Reversal in dairy price trend forecast

Dairy prices are tipped to finally rise at this week's GlobalDairyTrade auction as the market responds to lower volumes.

Markets had begun to bid prices higher on the likelihood that New Zealand production would fall this season.

Fonterra was also reducing the forecast whole milk powder volume on offer at the auction by a third.

The risk was that Chinese currency devaluations and associated market uncertainty spilled over to dairy markets, ASB rural economist Nathan Penny said.

If that happened, it would ''put a spanner in the works'' of the long-awaited lift in dairy auction prices.

There have been 10 consecutive falls, with GDT at its lowest level since 2002.

ASB expected New Zealand production this season to be on a par with last season, if not fall, while Fonterra has factored in a 2% fall.

Given the drop in global dairy prices, it should not be unexpected that suggestions would arise that European Union production quotas should be reimposed, Prof William Bailey, of the department of agriculture at Western Illinois University, said.

Quotas were scrapped at the end of March, after being imposed for more than three decades, with European producers now free to produce as much as they liked.

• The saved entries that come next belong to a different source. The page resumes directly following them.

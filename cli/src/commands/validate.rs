//! `preingest validate`: run every probe against this host.

use std::path::PathBuf;
use std::process::ExitCode;

use anyhow::Result;
use clap::Args;

use crate::app::AppContext;
use crate::application::ports::{ConfigStore, ReportWriter};
use crate::application::services::validation::{ValidationRun, validate_host};
use crate::domain::registry;
use crate::infra::config::FileConfigStore;
use crate::infra::fs::is_root;
use crate::infra::report_log::LogFileWriter;
use crate::output::Renderer;

/// Arguments for the validate command.
#[derive(Args, Debug, Default)]
pub struct ValidateArgs {
    /// Write a JSON log of the results to logs/
    #[arg(short, long)]
    pub log: bool,

    /// Include in-depth messages in console output
    #[arg(short, long)]
    pub verbose: bool,

    /// Probe config file (JSON, or YAML by extension)
    #[arg(short, long, value_name = "PATH")]
    pub config: Option<PathBuf>,
}

/// Run `preingest validate`.
///
/// Exit code follows the final result: 0 pass, 2 fail, 1 error. A failed
/// operating system gate stops the run and exits with the gate's result.
///
/// # Errors
///
/// Returns an error if the config file cannot be parsed, the host snapshot
/// cannot be collected, or the log file cannot be written.
pub async fn run(app: &AppContext, args: &ValidateArgs) -> Result<ExitCode> {
    let ctx = &app.output;
    if !is_root() && !app.is_json() {
        ctx.warn("Not running as root; some checks may report invalid results.");
    }

    let store = FileConfigStore::resolve(args.config.clone());
    let overrides = store.load()?;
    if overrides.is_some() && !app.is_json() {
        ctx.info(&format!("Using config file {}", store.path().display()));
    }

    let run = validate_host(&registry(), overrides.as_ref(), &app.host, &app.reporter()).await?;

    match (&run, app.renderer()) {
        (ValidationRun::Gated(report), Renderer::Human(human)) => {
            if let Some(gate) = report.outcomes.first() {
                human.render_gate(gate, args.verbose);
            }
        }
        (_, renderer) => renderer.render_report(run.report(), args.verbose)?,
    }

    if args.log && let ValidationRun::Completed(report) = &run {
        let path = LogFileWriter::default().write_report(report)?;
        if !app.is_json() {
            ctx.success(&format!("Log file produced: {}", path.display()));
        }
    }

    Ok(exit_code(run.exit_code()))
}

fn exit_code(code: i32) -> ExitCode {
    ExitCode::from(u8::try_from(code).unwrap_or(1))
}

At least one Spanish dairy executive had reportedly called for a return of quotas, although EU milk production was up less than 1% from last year's level when quotas were still in place, Prof Bailey said.

While some sectors of European agriculture had managed to adjust to Russian trade bans, the dairy sector had not been as fortunate.

Exports were down 10% from levels previously seen, adding downward pressure on dairy product prices.